**AIM OF THE EXERCISE**
Whichever lines of the material contain "ProcessSnapshot", copy each of them.

++++++++++

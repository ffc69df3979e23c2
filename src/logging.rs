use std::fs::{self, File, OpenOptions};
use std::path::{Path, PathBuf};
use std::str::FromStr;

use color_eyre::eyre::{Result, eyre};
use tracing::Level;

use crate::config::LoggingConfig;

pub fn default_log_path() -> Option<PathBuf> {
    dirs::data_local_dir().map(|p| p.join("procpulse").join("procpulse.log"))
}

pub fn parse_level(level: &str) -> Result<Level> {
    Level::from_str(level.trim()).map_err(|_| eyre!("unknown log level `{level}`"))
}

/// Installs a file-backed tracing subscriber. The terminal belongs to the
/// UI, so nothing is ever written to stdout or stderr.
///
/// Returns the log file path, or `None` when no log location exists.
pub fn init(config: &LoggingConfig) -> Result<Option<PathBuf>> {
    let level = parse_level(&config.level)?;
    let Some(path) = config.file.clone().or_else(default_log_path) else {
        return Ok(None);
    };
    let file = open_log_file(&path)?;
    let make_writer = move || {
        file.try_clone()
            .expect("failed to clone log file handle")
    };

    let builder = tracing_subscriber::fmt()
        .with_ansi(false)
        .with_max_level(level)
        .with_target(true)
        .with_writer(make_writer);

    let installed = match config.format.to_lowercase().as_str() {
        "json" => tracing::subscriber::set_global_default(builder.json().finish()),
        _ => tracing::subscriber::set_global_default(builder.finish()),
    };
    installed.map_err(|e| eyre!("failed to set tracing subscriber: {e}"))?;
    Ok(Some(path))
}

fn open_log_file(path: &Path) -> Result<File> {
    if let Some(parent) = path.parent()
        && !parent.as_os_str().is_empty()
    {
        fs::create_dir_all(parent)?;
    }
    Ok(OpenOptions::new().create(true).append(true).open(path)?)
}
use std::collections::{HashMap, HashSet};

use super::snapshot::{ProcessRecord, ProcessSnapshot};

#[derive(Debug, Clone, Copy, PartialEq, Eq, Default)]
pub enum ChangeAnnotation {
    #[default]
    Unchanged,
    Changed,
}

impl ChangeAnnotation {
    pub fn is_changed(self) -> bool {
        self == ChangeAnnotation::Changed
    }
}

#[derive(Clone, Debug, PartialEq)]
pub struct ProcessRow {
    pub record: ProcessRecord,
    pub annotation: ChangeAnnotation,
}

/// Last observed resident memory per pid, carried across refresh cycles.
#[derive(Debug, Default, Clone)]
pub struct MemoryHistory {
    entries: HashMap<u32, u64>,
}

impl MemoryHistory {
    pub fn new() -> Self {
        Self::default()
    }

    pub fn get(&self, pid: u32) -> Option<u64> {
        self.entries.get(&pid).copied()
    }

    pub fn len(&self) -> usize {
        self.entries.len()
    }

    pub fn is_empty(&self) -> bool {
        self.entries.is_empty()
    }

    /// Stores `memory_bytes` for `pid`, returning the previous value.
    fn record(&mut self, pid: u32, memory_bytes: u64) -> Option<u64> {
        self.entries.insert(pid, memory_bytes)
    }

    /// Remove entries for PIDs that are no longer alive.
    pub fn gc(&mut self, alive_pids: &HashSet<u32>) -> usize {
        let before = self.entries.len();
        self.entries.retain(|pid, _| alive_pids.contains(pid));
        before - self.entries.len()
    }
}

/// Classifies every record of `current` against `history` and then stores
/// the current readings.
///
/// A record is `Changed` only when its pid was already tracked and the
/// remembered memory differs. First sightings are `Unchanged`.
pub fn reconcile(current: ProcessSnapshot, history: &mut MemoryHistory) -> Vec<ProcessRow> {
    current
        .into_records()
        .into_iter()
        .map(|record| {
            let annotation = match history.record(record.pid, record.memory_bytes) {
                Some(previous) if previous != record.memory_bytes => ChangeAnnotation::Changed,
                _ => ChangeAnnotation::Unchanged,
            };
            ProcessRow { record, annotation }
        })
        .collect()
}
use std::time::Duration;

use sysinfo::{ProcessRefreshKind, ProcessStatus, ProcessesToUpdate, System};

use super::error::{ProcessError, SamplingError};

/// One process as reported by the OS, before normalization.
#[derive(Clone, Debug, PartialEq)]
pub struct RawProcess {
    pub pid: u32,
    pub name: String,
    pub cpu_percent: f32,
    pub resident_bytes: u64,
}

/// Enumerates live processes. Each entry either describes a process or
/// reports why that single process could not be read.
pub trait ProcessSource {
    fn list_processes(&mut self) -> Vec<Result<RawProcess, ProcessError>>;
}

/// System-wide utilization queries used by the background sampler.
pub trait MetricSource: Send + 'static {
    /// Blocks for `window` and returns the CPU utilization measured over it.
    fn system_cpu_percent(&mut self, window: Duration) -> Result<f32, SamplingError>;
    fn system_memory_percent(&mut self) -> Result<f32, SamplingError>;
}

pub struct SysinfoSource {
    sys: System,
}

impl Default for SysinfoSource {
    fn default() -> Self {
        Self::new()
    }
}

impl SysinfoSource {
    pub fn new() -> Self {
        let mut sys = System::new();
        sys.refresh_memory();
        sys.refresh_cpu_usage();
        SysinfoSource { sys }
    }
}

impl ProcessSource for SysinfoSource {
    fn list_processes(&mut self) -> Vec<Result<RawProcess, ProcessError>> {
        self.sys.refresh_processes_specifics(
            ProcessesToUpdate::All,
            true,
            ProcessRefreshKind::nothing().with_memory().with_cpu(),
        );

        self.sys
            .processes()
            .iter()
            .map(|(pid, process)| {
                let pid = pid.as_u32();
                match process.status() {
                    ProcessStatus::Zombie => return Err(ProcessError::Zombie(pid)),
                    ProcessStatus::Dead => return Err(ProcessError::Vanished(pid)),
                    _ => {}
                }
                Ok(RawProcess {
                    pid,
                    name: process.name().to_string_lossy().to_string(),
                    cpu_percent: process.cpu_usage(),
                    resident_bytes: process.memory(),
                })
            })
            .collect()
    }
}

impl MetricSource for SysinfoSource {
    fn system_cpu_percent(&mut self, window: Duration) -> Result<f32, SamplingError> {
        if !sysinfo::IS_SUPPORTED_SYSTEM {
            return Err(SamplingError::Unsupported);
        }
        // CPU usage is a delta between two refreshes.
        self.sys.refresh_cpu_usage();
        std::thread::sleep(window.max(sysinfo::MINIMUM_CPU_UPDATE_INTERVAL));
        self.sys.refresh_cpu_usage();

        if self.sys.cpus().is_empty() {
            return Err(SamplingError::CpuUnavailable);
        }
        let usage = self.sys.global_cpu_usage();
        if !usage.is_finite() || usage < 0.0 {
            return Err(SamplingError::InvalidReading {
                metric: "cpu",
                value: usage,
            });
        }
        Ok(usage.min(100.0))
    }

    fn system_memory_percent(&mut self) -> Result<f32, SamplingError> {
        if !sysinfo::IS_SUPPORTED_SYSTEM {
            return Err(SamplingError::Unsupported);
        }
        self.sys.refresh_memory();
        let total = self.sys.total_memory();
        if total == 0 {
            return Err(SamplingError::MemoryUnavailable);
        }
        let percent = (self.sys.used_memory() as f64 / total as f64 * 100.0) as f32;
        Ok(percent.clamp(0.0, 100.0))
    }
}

++++++++++

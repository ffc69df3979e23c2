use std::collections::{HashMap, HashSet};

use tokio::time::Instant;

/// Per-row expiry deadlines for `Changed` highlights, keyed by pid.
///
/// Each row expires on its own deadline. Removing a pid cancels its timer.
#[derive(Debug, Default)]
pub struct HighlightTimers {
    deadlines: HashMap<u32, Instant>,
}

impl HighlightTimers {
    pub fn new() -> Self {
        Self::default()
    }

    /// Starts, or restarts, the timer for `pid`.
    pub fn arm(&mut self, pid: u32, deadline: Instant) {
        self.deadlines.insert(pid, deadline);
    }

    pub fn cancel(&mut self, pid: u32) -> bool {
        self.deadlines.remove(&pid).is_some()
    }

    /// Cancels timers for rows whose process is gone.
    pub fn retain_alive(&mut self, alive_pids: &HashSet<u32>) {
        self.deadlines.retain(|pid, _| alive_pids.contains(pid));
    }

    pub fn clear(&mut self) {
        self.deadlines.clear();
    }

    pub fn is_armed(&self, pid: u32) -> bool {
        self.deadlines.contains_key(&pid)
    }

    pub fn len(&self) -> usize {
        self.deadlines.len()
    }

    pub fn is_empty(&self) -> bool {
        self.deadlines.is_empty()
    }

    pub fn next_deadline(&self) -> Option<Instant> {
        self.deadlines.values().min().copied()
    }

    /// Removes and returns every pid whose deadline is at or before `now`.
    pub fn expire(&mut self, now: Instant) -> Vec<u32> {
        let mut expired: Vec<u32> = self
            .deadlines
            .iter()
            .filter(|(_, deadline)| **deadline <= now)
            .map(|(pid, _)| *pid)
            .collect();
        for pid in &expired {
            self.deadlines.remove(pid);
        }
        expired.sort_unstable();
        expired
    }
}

++++++++++

**EXERCISE ANSWER**
use super::snapshot::{ProcessRecord, ProcessSnapshot};
pub fn reconcile(current: ProcessSnapshot, history: &mut MemoryHistory) -> Vec<ProcessRow> {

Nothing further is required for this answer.